不定积分问题 sin^2(3x)cosxdx dx/(a^2-x^2)^3/2 dx/x^2*根号(x^2-a^2)要详

2个回答

  • 不定积分问题 ①∫sin²(3x)cosxdx;② ∫dx/(a²-x²)^(3/2) ;③∫dx/x²√(x²-a²)要详细过程

    ①∫sin²(3x)cosxdx=∫(3sinx-4sin³x)²cosxdx=∫[9sin²x-24sin⁴x+16(sinx)^6]d(sinx)

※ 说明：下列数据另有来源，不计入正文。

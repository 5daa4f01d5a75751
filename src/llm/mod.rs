//! LLM 模块
//!
//! 提供 AI 网关的 Chat Completions 客户端。

mod client;
mod format;
mod types;

pub use client::LlmClient;
pub use types::{ChatMessage, LlmError};
//! 配置模块

mod app_config;

pub use app_config::AppConfig;
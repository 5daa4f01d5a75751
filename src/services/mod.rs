//! 服务层模块

pub mod parser;
mod prompt_service;
mod subtopic_service;

pub use prompt_service::PromptService;
pub use subtopic_service::SubtopicService;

    =3sin³x-(24/5)(sinx)^5+(16/7)(sinx)^7+C

    [此处用了三角公式:sin3x=3sinx-4sin³x]

    ② ∫dx/(a²-x²)^(3/2)=∫dx/[(a²-x²)√(a²-x²)]=∫dx/{(a²-x²)a√[1-(x/a)²]}

    令x/a=sinu,则x=asinu,dx=acosudu,代入上式得:

    =∫acosudu/[a²-a²sin²u)a√(1-sin²u)=∫du/(a²cos²u)=(1/a²)tanu+C=(1/a²)[x/√(a²-x²)]+C

    ③∫dx/x²√(x²-a²)=(1/a)∫dx/{x²√[(x/a)²-1]}

    令x/a=secu,则x=asecu,dx=asecutanudu,代入上式得:

    =∫secutanudu/[a²sec²u√(sec²u-1)]=∫secutanudu/a²sec²utanu=(1/a²)∫du/secu=(1/a²)∫cosudu

    =(1/a²)sinu+C=(1/a²)[√(x²-a²)]/x+C=[√(x²-a²)]/a²x+C